Now, let’s talk about six ways you can emotionally support your friend and make their final days precious and meaningful.
1. Give the Gift of Presence
Perhaps the greatest gift you can give your dying friend is the gift of your presence. Particularly if you live nearby, you have the opportunity to demonstrate your support by being there, literally, when your friend needs you most. Visit your friend at the hospital or at home—not just once, but throughout the remainder of their days. Rent a movie and bring popcorn. Play cards or board games. Sit together and watch the snow or rain fall. Your simple presence will say to your friend, “I am willing to walk this difficult road with you and face with you whatever comes.”
Remember to respect your friend’s need for alone time, though, and realize that their deteriorating physical condition may leave them with little energy. Give your friend time alone when they need it.
2. Be a Good Listener
Your friend may want to openly discuss their illness and impending death, or they may avoid discussing it entirely. The key is to follow your friend’s lead. Keep in mind that your friend will experience this illness in their own unique way. No two journeys are the same.

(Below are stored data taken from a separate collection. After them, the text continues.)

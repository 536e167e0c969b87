use bevy::prelude::*;

use super::collisions::route_collisions;
use super::host::BevyHost;
use crate::core::config::GameConfig;
use crate::core::system::system_order::{ContactSet, InputSet, PresentationSet, SessionSet};
use crate::debug::DebugPlugin;
use crate::gameplay::motion::MotionInput;
use crate::gameplay::scene::SceneCallbacks;
use crate::gameplay::session::SessionController;
use crate::interaction::inputmap::plugin::InputActionsPlugin;
use crate::interaction::reset_button::reset_button_interaction;
use crate::interaction::session::auto_close::AutoClosePlugin;
use crate::physics::{ContactPlugin, PhysicsSetupPlugin};
use crate::rendering::animation::PlayerAnimationPlugin;
use crate::rendering::camera::CameraPlugin;

/// Whole game on top of `DefaultPlugins`. Expects `GameConfig` to be inserted first.
pub struct GamePlugin;

impl Plugin for GamePlugin {
    fn build(&self, app: &mut App) {
        if !app.world().contains_resource::<GameConfig>() {
            warn!(target: "config", "GameConfig missing; using defaults");
            app.insert_resource(GameConfig::default());
        }
        let cfg = app.world().resource::<GameConfig>().clone();

        app.configure_sets(
            Update,
            (
                InputSet,
                ContactSet.after(InputSet),
                SessionSet.after(ContactSet),
                PresentationSet.after(SessionSet),
            ),
        )
        .insert_resource(SessionController::from_config(cfg))
        .init_resource::<MotionInput>()
        .add_plugins((
            CameraPlugin,
            PhysicsSetupPlugin,
            ContactPlugin,
            InputActionsPlugin,
            PlayerAnimationPlugin,
            DebugPlugin,
            AutoClosePlugin,
        ))
        .add_systems(PreStartup, preload_scene)
        .add_systems(Startup, create_scene)
        .add_systems(
            Update,
            (route_collisions, drive_player, reset_button_interaction)
                .chain()
                .in_set(SessionSet),
        );
    }
}

fn preload_scene(mut controller: ResMut<SessionController>, mut host: BevyHost) {
    controller.preload(&mut host);
}

fn create_scene(mut controller: ResMut<SessionController>, mut host: BevyHost) {
    controller.create(&mut host);
}

fn drive_player(
    motion: Res<MotionInput>,
    mut controller: ResMut<SessionController>,
    mut host: BevyHost,
) {
    controller.update(&mut host, &motion);
}
use bevy::prelude::*;

use crate::gameplay::session::StarId;

/// The single player body.
#[derive(Component)]
pub struct Player;

/// Sensor collider attached to the player; overlaps stars without pushing them.
#[derive(Component)]
pub struct PlayerReach;

/// One slot of the fixed star row.
#[derive(Component, Debug, Clone, Copy, PartialEq, Eq)]
pub struct Star(pub StarId);

#[derive(Component)]
pub struct Bomb;

#[derive(Component)]
pub struct Platform;

/// Arena wall keeping the player and bombs on screen.
#[derive(Component)]
pub struct ArenaBound;

/// Solid, axis-aligned surface the player can stand on. Half extents in world units.
#[derive(Component, Debug, Deref, DerefMut, Copy, Clone)]
pub struct Surface(pub Vec2);

/// Solid surfaces currently in contact with the player, fed from collision events.
#[derive(Component, Debug, Default, Clone)]
pub struct SurfaceContacts(pub Vec<Entity>);

/// Whether the player currently stands on a surface.
#[derive(Component, Debug, Default, Deref, DerefMut, Copy, Clone, PartialEq, Eq)]
pub struct Grounded(pub bool);

#[derive(Component)]
pub struct Backdrop;

#[derive(Component)]
pub struct ScoreText;

#[derive(Component)]
pub struct HighScoreText;

#[derive(Component)]
pub struct ResetButton;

Allow your friend to talk about their illness and their grief at their own pace. And while you can be a “safe harbor” for your friend to explain their thoughts and feelings, don’t force the situation if they resist. Give them space and time to think and feel what they need to think and feel.
If you listen well, you can help your friend cope during this difficult time. Both your physical presence and your desire to listen without judging are critical helping tools. Don’t worry so much about what you will say. Just concentrate on listening to the words your friend is sharing with you.
3. Learn About Your Friend’s Illness
It’s said that “People can cope with what they know, but they cannot cope with what they don’t know.” You will be better equipped to help your friend if you take it upon yourself to learn about their illness. Consult medical reference books at your local library. Request information from educational associations, such as the National Cancer Institute or the American Heart Association. With your friend’s consent, you might also talk to their physician.
If you educate yourself about the illness and its probable course, you will be a more understanding listener and can prepare yourself for the reality of the illness’s later stages.
4. Be Compassionate
As you spend time with your friend, give them permission to express their feelings about the illness without fear of criticism. After all, everyone needs time to vent or express what’s on the inside. But again, let your friend take the lead. Learn from your friend; don’t instruct or set expectations about how they should respond. Think of yourself as someone who “walks with” the dying person, not “behind” or “in front of” them.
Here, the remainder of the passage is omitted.